## What to work on
Beginning with the line that holds "fn validate(&self) ->" in the data below, give again every line through the one that holds "if self.tick_rate_ms <", exactly as written.

[Dataset excerpts]
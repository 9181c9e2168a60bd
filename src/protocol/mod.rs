//! Protocol module
//!
//! This module contains the wire protocol spoken by the Cinder server:
//! - Protocol phases and the transitions allowed between them
//! - The message catalogue of each phase (handshake, status, login, play)
//! - Phase-scoped codec sets used by the session pipeline
//! - Chat JSON helpers for disconnect reasons

use std::fmt;

use bytes::BytesMut;

use crate::net::buffer::PacketBuffer;

pub mod chat;
pub mod codec;
pub mod handshake;
pub mod login;
pub mod play;
pub mod status;

pub use codec::{codec_set, CodecSet, Packet};

/// The single protocol version this server speaks
pub const PROTOCOL_VERSION: i32 = 578;

/// Human readable game version matching [`PROTOCOL_VERSION`]
pub const GAME_VERSION: &str = "1.15.2";

/// Top-level protocol phase of a session
#[derive(Debug, Clone, Copy, PartialEq, Eq, Hash)]
pub enum ProtocolPhase {
    Handshake,
    Status,
    Login,
    Play,
}

impl ProtocolPhase {
    /// Phases only move forward: HANDSHAKE -> {STATUS | LOGIN} -> PLAY
    pub fn can_advance_to(self, next: ProtocolPhase) -> bool {
        matches!(
            (self, next),
            (ProtocolPhase::Handshake, ProtocolPhase::Status)
                | (ProtocolPhase::Handshake, ProtocolPhase::Login)
                | (ProtocolPhase::Login, ProtocolPhase::Play)
        )
    }

    /// Map a handshake intent to the phase it requests
    pub fn from_intent(intent: i32) -> Option<ProtocolPhase> {
        match intent {
            1 => Some(ProtocolPhase::Status),
            2 => Some(ProtocolPhase::Login),
            _ => None,
        }
    }

    /// Whether this phase has a disconnect message in its catalogue
    pub fn has_disconnect_message(self) -> bool {
        matches!(self, ProtocolPhase::Login | ProtocolPhase::Play)
    }

    pub fn as_str(self) -> &'static str {
        match self {
            ProtocolPhase::Handshake => "HANDSHAKE",
            ProtocolPhase::Status => "STATUS",
            ProtocolPhase::Login => "LOGIN",
            ProtocolPhase::Play => "PLAY",
        }
    }
}

impl fmt::Display for ProtocolPhase {
    fn fmt(&self, f: &mut fmt::Formatter<'_>) -> fmt::Result {
        f.write_str(self.as_str())
    }
}

/// Declares a message enum over a set of [`Packet`] types.
///
/// Each variant carries the packet of the same name and gets a `From` impl,
/// so handlers can build messages with `.into()`.
macro_rules! message_enum {
    (
        $(#[$meta:meta])*
        pub enum $name:ident {
            $($variant:ident($packet:ty)),+ $(,)?
        }
    ) => {
        $(#[$meta])*
        #[derive(Debug, Clone, PartialEq)]
        pub enum $name {
            $($variant($packet)),+
        }

        impl $name {
            /// Wire id of the message within its phase
            pub fn id(&self) -> i32 {
                match self {
                    $($name::$variant(_) => <$packet as Packet>::ID),+
                }
            }

            /// Phase whose catalogue contains this message
            pub fn phase(&self) -> ProtocolPhase {
                match self {
                    $($name::$variant(_) => <$packet as Packet>::PHASE),+
                }
            }

            /// Short name used in logs and errors
            pub fn name(&self) -> &'static str {
                match self {
                    $($name::$variant(_) => <$packet as Packet>::NAME),+
                }
            }

            /// Encode as `varint id ++ fields`
            pub fn encode_body(&self) -> BytesMut {
                let mut buffer = PacketBuffer::with_capacity(64);
                buffer.write_varint(self.id());
                match self {
                    $($name::$variant(packet) => packet.encode(&mut buffer)),+
                }
                buffer.into_inner()
            }
        }

        $(
            impl From<$packet> for $name {
                fn from(packet: $packet) -> Self {
                    $name::$variant(packet)
                }
            }
        )+
    };
}

message_enum! {
    /// Messages sent by the client
    pub enum ServerboundMessage {
        Handshake(handshake::Handshake),
        StatusRequest(status::StatusRequest),
        StatusPing(status::StatusPing),
        LoginStart(login::LoginStart),
        EncryptionResponse(login::EncryptionResponse),
        ChatMessage(play::ChatMessage),
        KeepAlive(play::KeepAliveResponse),
        PlayerPosition(play::PlayerPosition),
        PlayerPositionAndRotation(play::PlayerPositionAndRotation),
        PlayerRotation(play::PlayerRotation),
        PlayerMovement(play::PlayerMovement),
    }
}

message_enum! {
    /// Messages sent by the server
    pub enum ClientboundMessage {
        StatusResponse(status::StatusResponse),
        StatusPong(status::StatusPong),
        LoginDisconnect(login::LoginDisconnect),
        EncryptionRequest(login::EncryptionRequest),
        LoginSuccess(login::LoginSuccess),
        SetCompression(login::SetCompression),
        ChatBroadcast(play::ChatBroadcast),
        Disconnect(play::Disconnect),
        KeepAlive(play::KeepAlive),
    }
}

impl ServerboundMessage {
    /// Whether the message may be handled on the I/O thread instead of
    /// waiting for the next tick
    pub fn is_async(&self) -> bool {
        matches!(
            self,
            ServerboundMessage::Handshake(_)
                | ServerboundMessage::StatusRequest(_)
                | ServerboundMessage::StatusPing(_)
                | ServerboundMessage::KeepAlive(_)
        )
    }

    pub fn is_keep_alive(&self) -> bool {
        matches!(self, ServerboundMessage::KeepAlive(_))
    }
}

impl ClientboundMessage {
    pub fn is_keep_alive(&self) -> bool {
        matches!(self, ClientboundMessage::KeepAlive(_))
    }
}
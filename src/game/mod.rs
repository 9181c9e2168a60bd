//! Game module
//!
//! The session engine does not implement game logic. It hands decoded PLAY
//! messages to a [`PlayHandler`] and tells it when players join and leave.
//! This module holds that seam together with:
//! - The player registry
//! - The world tick scheduler
//! - [`BasicPlayHandler`], a minimal chat relay used by the server binary

pub mod player;
pub mod world;

use std::sync::Arc;

use dashmap::DashMap;
use tracing::{debug, info, trace, warn};

use crate::auth::Identity;
use crate::error::{GameError, Result};
use crate::net::session::{Session, SessionId};
use crate::protocol::play::ChatBroadcast;
use crate::protocol::ServerboundMessage;
use crate::state::AppState;

/// Game side of a PLAY session
pub trait PlayHandler: Send + Sync {
    /// A session finished login and is now in PLAY
    fn on_join(&self, _ctx: &AppState, _session: &Arc<Session>, _identity: &Identity) {}

    /// A PLAY message arrived. Errors are logged and do not end the session.
    fn on_message(
        &self,
        ctx: &AppState,
        session: &Arc<Session>,
        message: ServerboundMessage,
    ) -> Result<()>;

    /// A PLAY session was torn down
    fn on_leave(&self, _ctx: &AppState, _session: &Arc<Session>, _reason: &str) {}
}

/// Last known position and look of a player
#[derive(Debug, Clone, Copy, Default, PartialEq)]
pub struct PlayerPose {
    pub x: f64,
    pub y: f64,
    pub z: f64,
    pub yaw: f32,
    pub pitch: f32,
    pub on_ground: bool,
}

/// Relays chat between players and remembers where they are
#[derive(Default)]
pub struct BasicPlayHandler {
    poses: DashMap<SessionId, PlayerPose>,
}

impl BasicPlayHandler {
    pub fn new() -> Self {
        Self::default()
    }

    /// Last pose reported by `session_id`
    pub fn pose(&self, session_id: SessionId) -> Option<PlayerPose> {
        self.poses.get(&session_id).map(|p| *p)
    }

    fn broadcast(&self, ctx: &AppState, line: ChatBroadcast) {
        for session in ctx.players.sessions() {
            if let Err(e) = session.send(line.clone()) {
                debug!(session_id = session.id, error = %e, "Chat line not delivered");
            }
        }
    }

    fn update_pose(&self, session_id: SessionId, update: impl FnOnce(&mut PlayerPose)) {
        let mut pose = self.poses.entry(session_id).or_default();
        update(&mut pose);
        trace!(session_id, pose = ?*pose, "Player moved");
    }
}

impl PlayHandler for BasicPlayHandler {
    fn on_join(&self, ctx: &AppState, session: &Arc<Session>, identity: &Identity) {
        self.poses.insert(session.id, PlayerPose::default());
        self.broadcast(
            ctx,
            ChatBroadcast::system(&format!("{} joined the game", identity.name)),
        );
    }

    fn on_message(
        &self,
        ctx: &AppState,
        session: &Arc<Session>,
        message: ServerboundMessage,
    ) -> Result<()> {
        match message {
            ServerboundMessage::ChatMessage(chat) => {
                let name = session
                    .identity()
                    .map(|i| i.name.clone())
                    .ok_or_else(|| GameError::PlayerNotFound(session.id.to_string()))?;
                if chat.message.starts_with('/') {
                    return Err(GameError::InvalidAction(format!(
                        "unknown command: {}",
                        chat.message
                    ))
                    .into());
                }

                info!(name = %name, message = %chat.message, "Chat");
                self.broadcast(ctx, ChatBroadcast::chat(&format!("<{}> {}", name, chat.message)));
                Ok(())
            }
            ServerboundMessage::PlayerPosition(m) => {
                self.update_pose(session.id, |pose| {
                    pose.x = m.x;
                    pose.y = m.y;
                    pose.z = m.z;
                    pose.on_ground = m.on_ground;
                });
                Ok(())
            }
            ServerboundMessage::PlayerPositionAndRotation(m) => {
                self.update_pose(session.id, |pose| {
                    pose.x = m.x;
                    pose.y = m.y;
                    pose.z = m.z;
                    pose.yaw = m.yaw;
                    pose.pitch = m.pitch;
                    pose.on_ground = m.on_ground;
                });
                Ok(())
            }
            ServerboundMessage::PlayerRotation(m) => {
                self.update_pose(session.id, |pose| {
                    pose.yaw = m.yaw;
                    pose.pitch = m.pitch;
                    pose.on_ground = m.on_ground;
                });
                Ok(())
            }
            ServerboundMessage::PlayerMovement(m) => {
                self.update_pose(session.id, |pose| pose.on_ground = m.on_ground);
                Ok(())
            }
            other => {
                warn!(
                    session_id = session.id,
                    message = other.name(),
                    "No game handler for message"
                );
                Ok(())
            }
        }
    }

    fn on_leave(&self, ctx: &AppState, session: &Arc<Session>, _reason: &str) {
        self.poses.remove(&session.id);
        if let Some(identity) = session.identity() {
            self.broadcast(
                ctx,
                ChatBroadcast::system(&format!("{} left the game", identity.name)),
            );
        }
    }
}
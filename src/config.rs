//! Server configuration module
//!
//! Handles loading and parsing of server configuration from files and environment variables.

use std::env;
use std::net::SocketAddr;
use std::path::PathBuf;

use anyhow::{Context, Result};
use serde::{Deserialize, Serialize};

/// Server configuration
#[derive(Debug, Clone, Serialize, Deserialize)]
pub struct ServerConfig {
    /// Path to the configuration file
    #[serde(skip)]
    pub config_path: PathBuf,

    /// Message of the day shown in the server list
    #[serde(default = "default_motd")]
    pub motd: String,

    /// Address to bind the listener to
    #[serde(default = "default_bind_address")]
    pub bind_address: String,

    /// Game port (TCP)
    #[serde(default = "default_port")]
    pub port: u16,

    /// Maximum number of players, as advertised in the status response
    #[serde(default = "default_max_players")]
    pub max_players: u32,

    /// Tick rate in milliseconds
    #[serde(default = "default_tick_rate")]
    pub tick_rate_ms: u64,

    /// Messages at least this large are compressed
    #[serde(default = "default_compression_threshold")]
    pub compression_threshold: usize,

    /// Skip the encryption handshake
    #[serde(default)]
    pub debug: bool,

    /// Size of the generated RSA key
    #[serde(default = "default_rsa_key_bits")]
    pub rsa_key_bits: usize,

    /// Maximum concurrent connections from one IP
    #[serde(default = "default_max_connections_per_ip")]
    pub max_connections_per_ip: usize,
}

// Default value functions
fn default_motd() -> String {
    "A Cinder Server".to_string()
}

fn default_bind_address() -> String {
    "0.0.0.0".to_string()
}

fn default_port() -> u16 {
    25565
}

fn default_max_players() -> u32 {
    20
}

fn default_tick_rate() -> u64 {
    50 // 20 ticks per second
}

fn default_compression_threshold() -> usize {
    256
}

fn default_rsa_key_bits() -> usize {
    1024
}

fn default_max_connections_per_ip() -> usize {
    10
}

impl Default for ServerConfig {
    fn default() -> Self {
        Self {
            config_path: PathBuf::from("config/server.toml"),
            motd: default_motd(),
            bind_address: default_bind_address(),
            port: default_port(),
            max_players: default_max_players(),
            tick_rate_ms: default_tick_rate(),
            compression_threshold: default_compression_threshold(),
            debug: false,
            rsa_key_bits: default_rsa_key_bits(),
            max_connections_per_ip: default_max_connections_per_ip(),
        }
    }
}

impl ServerConfig {
    /// Load configuration from file and environment variables
    pub async fn load() -> Result<Self> {
        // Determine config path from environment or use default
        let config_path = env::var("CINDER_CONFIG")
            .map(PathBuf::from)
            .unwrap_or_else(|_| PathBuf::from("config/server.toml"));

        // Try to load from file
        let mut config = if config_path.exists() {
            let content = tokio::fs::read_to_string(&config_path)
                .await
                .with_context(|| {
                    format!("Failed to read config file: {}", config_path.display())
                })?;

            Self::from_toml(&content).with_context(|| {
                format!("Failed to parse config file: {}", config_path.display())
            })?
        } else {
            tracing::warn!(
                "Config file not found at {}, using defaults",
                config_path.display()
            );
            Self::default()
        };

        config.config_path = config_path;

        // Override with environment variables
        config.apply_env_overrides(|key| env::var(key).ok());

        // Validate configuration
        config.validate()?;

        Ok(config)
    }

    /// Parse a TOML document, filling in defaults
    pub fn from_toml(content: &str) -> Result<Self> {
        Ok(toml::from_str(content)?)
    }

    /// Apply `CINDER_*` overrides looked up through `lookup`
    fn apply_env_overrides<F>(&mut self, lookup: F)
    where
        F: Fn(&str) -> Option<String>,
    {
        if let Some(val) = lookup("CINDER_MOTD") {
            self.motd = val;
        }
        if let Some(val) = lookup("CINDER_BIND_ADDRESS") {
            self.bind_address = val;
        }
        if let Some(val) = lookup("CINDER_PORT") {
            if let Ok(port) = val.parse() {
                self.port = port;
            }
        }
        if let Some(val) = lookup("CINDER_MAX_PLAYERS") {
            if let Ok(max) = val.parse() {
                self.max_players = max;
            }
        }
        if let Some(val) = lookup("CINDER_TICK_RATE_MS") {
            if let Ok(rate) = val.parse() {
                self.tick_rate_ms = rate;
            }
        }
        if let Some(val) = lookup("CINDER_COMPRESSION_THRESHOLD") {
            if let Ok(threshold) = val.parse() {
                self.compression_threshold = threshold;
            }
        }
        if let Some(val) = lookup("CINDER_DEBUG") {
            self.debug = val.to_lowercase() == "true" || val == "1";
        }
        if let Some(val) = lookup("CINDER_RSA_KEY_BITS") {
            if let Ok(bits) = val.parse() {
                self.rsa_key_bits = bits;
            }
        }
        if let Some(val) = lookup("CINDER_MAX_CONNECTIONS_PER_IP") {
            if let Ok(max) = val.parse() {
                self.max_connections_per_ip = max;
            }
        }
    }

    /// Validate the configuration
    fn validate(&self) -> Result<()> {
        if self.bind_socket_addr().is_err() {
            anyhow::bail!("Invalid bind address: {}", self.bind_address);
        }

        if self.max_players == 0 || self.max_players > 10000 {
            anyhow::bail!("Max players must be between 1 and 10000");
        }

        if self.tick_rate_ms < 10 || self.tick_rate_ms > 1000 {
            anyhow::bail!("Tick rate must be between 10ms and 1000ms");
        }

        if self.rsa_key_bits < 1024 || self.rsa_key_bits > 4096 {
            anyhow::bail!("RSA key size must be between 1024 and 4096 bits");
        }

        if self.compression_threshold > i32::MAX as usize {
            anyhow::bail!("Compression threshold must fit in a VarInt");
        }

        if self.max_connections_per_ip == 0 {
            anyhow::bail!("At least one connection per IP must be allowed");
        }

        Ok(())
    }

    /// Socket address the listener binds to
    pub fn bind_socket_addr(&self) -> Result<SocketAddr> {
        format!("{}:{}", self.bind_address, self.port)
            .parse()
            .with_context(|| format!("Invalid bind address: {}", self.bind_address))
    }
}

## Answer section
    fn validate(&self) -> Result<()> {
        if self.bind_socket_addr().is_err() {
            anyhow::bail!("Invalid bind address: {}", self.bind_address);
        }

        if self.max_players == 0 || self.max_players > 10000 {
            anyhow::bail!("Max players must be between 1 and 10000");
        }

        if self.tick_rate_ms < 10 || self.tick_rate_ms > 1000 {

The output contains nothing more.